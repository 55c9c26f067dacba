//! Sequential-recombination jet clustering (anti-kt).
//!
//! Minimal in-crate implementation of the anti-kt algorithm with E-scheme
//! recombination: the pairwise metric is
//! `d_ij = min(1/kt_i^2, 1/kt_j^2) * dR_ij^2 / R^2` with
//! `dR^2 = dy^2 + dphi^2`, and the beam distance is `d_iB = 1/kt_i^2`.
//! The naive O(n^3) scan is plenty for generator-level triggering, where
//! events carry at most a few hundred clusterable particles.

use std::f64::consts::PI;

use serde::{Deserialize, Serialize};

use super::kinematics::FourMomentum;

/// Jet algorithm configuration. Only the radius is tunable; the metric is
/// anti-kt.
#[derive(Clone, Copy, Debug, PartialEq, Serialize, Deserialize)]
pub struct JetDefinition {
    pub radius: f64,
}

impl Default for JetDefinition {
    fn default() -> Self {
        Self { radius: 0.4 }
    }
}

/// One clustered jet with the indices of its input constituents.
#[derive(Clone, Debug, PartialEq)]
pub struct Jet {
    pub momentum: FourMomentum,
    /// Indices into the input slice passed to [`cluster`].
    pub constituents: Vec<usize>,
}

#[derive(Clone, Debug)]
struct PseudoJet {
    momentum: FourMomentum,
    constituents: Vec<usize>,
}

/// Clusters the input momenta into inclusive jets.
pub fn cluster(particles: &[FourMomentum], def: &JetDefinition) -> Vec<Jet> {
    let r2 = def.radius * def.radius;
    let mut active: Vec<PseudoJet> = particles
        .iter()
        .enumerate()
        .map(|(i, &momentum)| PseudoJet {
            momentum,
            constituents: vec![i],
        })
        .collect();
    let mut jets = Vec::new();

    while !active.is_empty() {
        let beam_dist: Vec<f64> = active.iter().map(|p| inv_kt2(&p.momentum)).collect();

        // smallest beam distance as the starting candidate
        let mut best_beam = 0;
        for (i, d) in beam_dist.iter().enumerate() {
            if *d < beam_dist[best_beam] {
                best_beam = i;
            }
        }
        let mut min_dist = beam_dist[best_beam];
        let mut best_pair: Option<(usize, usize)> = None;

        for i in 0..active.len() {
            for j in (i + 1)..active.len() {
                let dij = beam_dist[i].min(beam_dist[j])
                    * delta_r2(&active[i].momentum, &active[j].momentum)
                    / r2;
                if dij < min_dist {
                    min_dist = dij;
                    best_pair = Some((i, j));
                }
            }
        }

        match best_pair {
            Some((i, j)) => {
                // E-scheme recombination; remove j first to keep i valid
                let merged = active.swap_remove(j);
                active[i].momentum += merged.momentum;
                active[i].constituents.extend(merged.constituents);
            }
            None => {
                let done = active.swap_remove(best_beam);
                jets.push(Jet {
                    momentum: done.momentum,
                    constituents: done.constituents,
                });
            }
        }
    }

    jets
}

#[inline]
fn inv_kt2(p: &FourMomentum) -> f64 {
    let kt2 = p.px * p.px + p.py * p.py;
    1.0 / kt2
}

fn delta_r2(a: &FourMomentum, b: &FourMomentum) -> f64 {
    let dy = a.rapidity() - b.rapidity();
    let mut dphi = (a.phi() - b.phi()).abs();
    if dphi > PI {
        dphi = 2.0 * PI - dphi;
    }
    dy * dy + dphi * dphi
}
//! Track-fit primitives shared by the reconstruction components.
//!
//! - [`circle_fit_by_taubin`]: algebraic circle fit over transverse hit
//!   positions (Taubin method, Newton iteration on the characteristic
//!   polynomial).
//! - [`line_fit`]: unweighted least squares of z against transverse radius,
//!   describing the longitudinal trajectory as `z = slope * r + intercept`.
//! - [`circle_circle_intersection`]: closed-form intersection of the fitted
//!   circle with a circle of given radius centered on the origin.
//!
//! All routines work in double precision and never panic; geometric
//! degeneracy surfaces as `None` from the intersection, while the fits
//! return best-effort parameters that may be non-finite for pathological
//! input (e.g. perfectly collinear points), which downstream intersection
//! checks reject per hit.

use nalgebra::Vector3;

/// Circle fitted to transverse positions: radius and center.
#[derive(Clone, Copy, Debug, PartialEq)]
pub struct CircleFit {
    pub r: f64,
    pub x0: f64,
    pub y0: f64,
}

/// Straight line `z = slope * r + intercept` fitted to (radius, z) pairs.
#[derive(Clone, Copy, Debug, PartialEq)]
pub struct LineFit {
    pub slope: f64,
    pub intercept: f64,
}

/// The two candidate solutions of a circle-circle intersection.
#[derive(Clone, Copy, Debug, PartialEq)]
pub struct CircleIntersections {
    pub xplus: f64,
    pub yplus: f64,
    pub xminus: f64,
    pub yminus: f64,
}

/// Fits a circle to the (x, y) components of the given positions with the
/// Taubin algebraic method.
///
/// The method minimizes the algebraic distance normalized by the gradient
/// norm and is exact for points lying on a circle. At least three points
/// are required for the result to be meaningful; the caller enforces that.
pub fn circle_fit_by_taubin(positions: &[Vector3<f64>]) -> CircleFit {
    let weight = positions.len() as f64;

    let mut mean_x = 0.0;
    let mut mean_y = 0.0;
    for pos in positions {
        mean_x += pos.x;
        mean_y += pos.y;
    }
    mean_x /= weight;
    mean_y /= weight;

    // moments of the centered coordinates, with zi = xi^2 + yi^2
    let mut mxx = 0.0;
    let mut myy = 0.0;
    let mut mxy = 0.0;
    let mut mxz = 0.0;
    let mut myz = 0.0;
    let mut mzz = 0.0;
    for pos in positions {
        let xi = pos.x - mean_x;
        let yi = pos.y - mean_y;
        let zi = xi * xi + yi * yi;
        mxx += xi * xi;
        myy += yi * yi;
        mxy += xi * yi;
        mxz += xi * zi;
        myz += yi * zi;
        mzz += zi * zi;
    }
    mxx /= weight;
    myy /= weight;
    mxy /= weight;
    mxz /= weight;
    myz /= weight;
    mzz /= weight;

    let mz = mxx + myy;
    let cov_xy = mxx * myy - mxy * mxy;
    let var_z = mzz - mz * mz;

    let a3 = 4.0 * mz;
    let a2 = -3.0 * mz * mz - mzz;
    let a1 = var_z * mz + 4.0 * cov_xy * mz - mxz * mxz - myz * myz;
    let a0 = mxz * (mxz * myy - myz * mxy) + myz * (myz * mxx - mxz * mxy) - var_z * cov_xy;
    let a22 = a2 + a2;
    let a33 = a3 + a3 + a3;

    // Newton iteration on the characteristic polynomial, seeded at zero.
    // The root of interest is the smallest positive one.
    let mut x = 0.0;
    let mut y = a0;
    for _ in 0..99 {
        let dy = a1 + x * (a22 + a33 * x);
        let x_new = x - y / dy;
        if x_new == x || !x_new.is_finite() {
            break;
        }
        let y_new = a0 + x_new * (a1 + x_new * (a2 + x_new * a3));
        if y_new.abs() >= y.abs() {
            break;
        }
        x = x_new;
        y = y_new;
    }

    let det = x * x - x * mz + cov_xy;
    let x_center = (mxz * (myy - x) - myz * mxy) / det / 2.0;
    let y_center = (myz * (mxx - x) - mxz * mxy) / det / 2.0;

    CircleFit {
        r: (x_center * x_center + y_center * y_center + mz).sqrt(),
        x0: x_center + mean_x,
        y0: y_center + mean_y,
    }
}

/// Fits `z = slope * r + intercept` over the given positions, where `r` is
/// the per-point transverse radius.
pub fn line_fit(positions: &[Vector3<f64>]) -> LineFit {
    let n = positions.len() as f64;
    let mut r_sum = 0.0;
    let mut r2_sum = 0.0;
    let mut z_sum = 0.0;
    let mut rz_sum = 0.0;
    for pos in positions {
        let r = (pos.x * pos.x + pos.y * pos.y).sqrt();
        r_sum += r;
        r2_sum += r * r;
        z_sum += pos.z;
        rz_sum += r * pos.z;
    }

    LineFit {
        slope: (n * rz_sum - r_sum * z_sum) / (n * r2_sum - r_sum * r_sum),
        intercept: (r2_sum * z_sum - r_sum * rz_sum) / (n * r2_sum - r_sum * r_sum),
    }
}

/// Intersects the circle of radius `target_radius` centered on the origin
/// with the circle of radius `r` centered at `(x0, y0)`.
///
/// Returns the two candidate solutions, or `None` when the circles do not
/// intersect (negative discriminant) or the geometry is degenerate
/// (center on the x axis makes the closed form blow up).
pub fn circle_circle_intersection(
    target_radius: f64,
    r: f64,
    x0: f64,
    y0: f64,
) -> Option<CircleIntersections> {
    let d = target_radius * target_radius - r * r + x0 * x0 + y0 * y0;
    let a = 1.0 + (x0 / y0) * (x0 / y0);
    let b = -d * x0 / (y0 * y0);
    let c = (d / (2.0 * y0)) * (d / (2.0 * y0)) - target_radius * target_radius;

    let delta = b * b - 4.0 * a * c;
    let sq_delta = delta.sqrt();

    let xplus = (-b + sq_delta) / (2.0 * a);
    let xminus = (-b - sq_delta) / (2.0 * a);
    let yplus = -(2.0 * x0 * xplus - d) / (2.0 * y0);
    let yminus = -(2.0 * x0 * xminus - d) / (2.0 * y0);

    if !xplus.is_finite() || !yplus.is_finite() {
        return None;
    }

    Some(CircleIntersections {
        xplus,
        yplus,
        xminus,
        yminus,
    })
}
use log::debug;
use serde::{Deserialize, Serialize};

/// Number of readout layers of the radially segmented detector.
pub const N_SEGMENTED_LAYERS: usize = 48;

/// Layers per radial region (inner, mid, outer).
const LAYERS_PER_REGION: usize = 16;

/// Nominal readout radius of every segmented layer, in centimeters.
///
/// The table holds 48 entries split into three contiguous regions of 16
/// layers each. By default every entry is the midpoint of its region bin,
/// derived from the four region boundary radii; alternatively the table can
/// be overwritten wholesale from an externally supplied per-layer radius
/// list (e.g. the as-built cell geometry), which always takes precedence.
#[derive(Clone, Debug, PartialEq, Serialize, Deserialize)]
pub struct LayerRadiusTable {
    radius: Vec<f64>,
}

impl Default for LayerRadiusTable {
    fn default() -> Self {
        Self::from_boundaries(30.0, 40.0, 60.0, 76.4)
    }
}

impl LayerRadiusTable {
    /// Builds the table from the region boundary radii: each layer radius
    /// is the midpoint of its evenly spaced region bin.
    pub fn from_boundaries(
        inner_min_radius: f64,
        mid_min_radius: f64,
        outer_min_radius: f64,
        outer_max_radius: f64,
    ) -> Self {
        let inner_spacing = (mid_min_radius - inner_min_radius) / LAYERS_PER_REGION as f64;
        let mid_spacing = (outer_min_radius - mid_min_radius) / LAYERS_PER_REGION as f64;
        let outer_spacing = (outer_max_radius - outer_min_radius) / LAYERS_PER_REGION as f64;

        let mut radius = vec![0.0; N_SEGMENTED_LAYERS];
        for i in 0..LAYERS_PER_REGION {
            radius[i] = inner_min_radius + (i as f64 + 0.5) * inner_spacing;
            radius[i + 16] = mid_min_radius + (i as f64 + 0.5) * mid_spacing;
            radius[i + 32] = outer_min_radius + (i as f64 + 0.5) * outer_spacing;
        }
        Self { radius }
    }

    /// Overwrites the table with per-layer radii from an external geometry
    /// source, one radius per layer in layer order.
    ///
    /// Entries beyond [`N_SEGMENTED_LAYERS`] are ignored; a short list
    /// leaves the remaining default entries in place.
    pub fn set_layer_radii(&mut self, radii: impl IntoIterator<Item = f64>) {
        let mut layer = 0;
        for r in radii.into_iter().take(N_SEGMENTED_LAYERS) {
            self.radius[layer] = r;
            layer += 1;
        }
        debug!("LayerRadiusTable: {layer} layer radii loaded from geometry source");
    }

    /// Nominal readout radius of the layer at `index`, or `None` when the
    /// index is outside the table.
    #[inline]
    pub fn get(&self, index: usize) -> Option<f64> {
        self.radius.get(index).copied()
    }

    pub fn len(&self) -> usize {
        self.radius.len()
    }

    pub fn is_empty(&self) -> bool {
        self.radius.is_empty()
    }
}

#[cfg(test)]
mod tests {
    use super::*;

    #[test]
    fn default_table_bin_midpoints() {
        let table = LayerRadiusTable::default();
        let inner_spacing = (40.0 - 30.0) / 16.0;
        assert_eq!(table.get(0), Some(30.0 + 0.5 * inner_spacing));
        assert_eq!(table.get(15), Some(30.0 + 15.5 * inner_spacing));
        let outer_spacing = (76.4 - 60.0) / 16.0;
        assert_eq!(table.get(47), Some(60.0 + 15.5 * outer_spacing));
    }

    #[test]
    fn default_table_monotonic() {
        let table = LayerRadiusTable::default();
        assert_eq!(table.len(), N_SEGMENTED_LAYERS);
        for i in 1..table.len() {
            assert!(table.get(i).unwrap() >= table.get(i - 1).unwrap());
        }
    }

    #[test]
    fn external_radii_take_precedence() {
        let mut table = LayerRadiusTable::default();
        let external: Vec<f64> = (0..N_SEGMENTED_LAYERS).map(|i| 30.0 + i as f64).collect();
        table.set_layer_radii(external.iter().copied());
        assert_eq!(table.get(0), Some(30.0));
        assert_eq!(table.get(47), Some(77.0));
    }

    #[test]
    fn out_of_range_lookup_is_none() {
        let table = LayerRadiusTable::default();
        assert_eq!(table.get(48), None);
    }
}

· · · · · · ·

Exercise goal: Where a line of the data includes the string "sqrt", list that line.

Result of the task:
        r: (x_center * x_center + y_center * y_center + mz).sqrt(),
        let r = (pos.x * pos.x + pos.y * pos.y).sqrt();
    let sq_delta = delta.sqrt();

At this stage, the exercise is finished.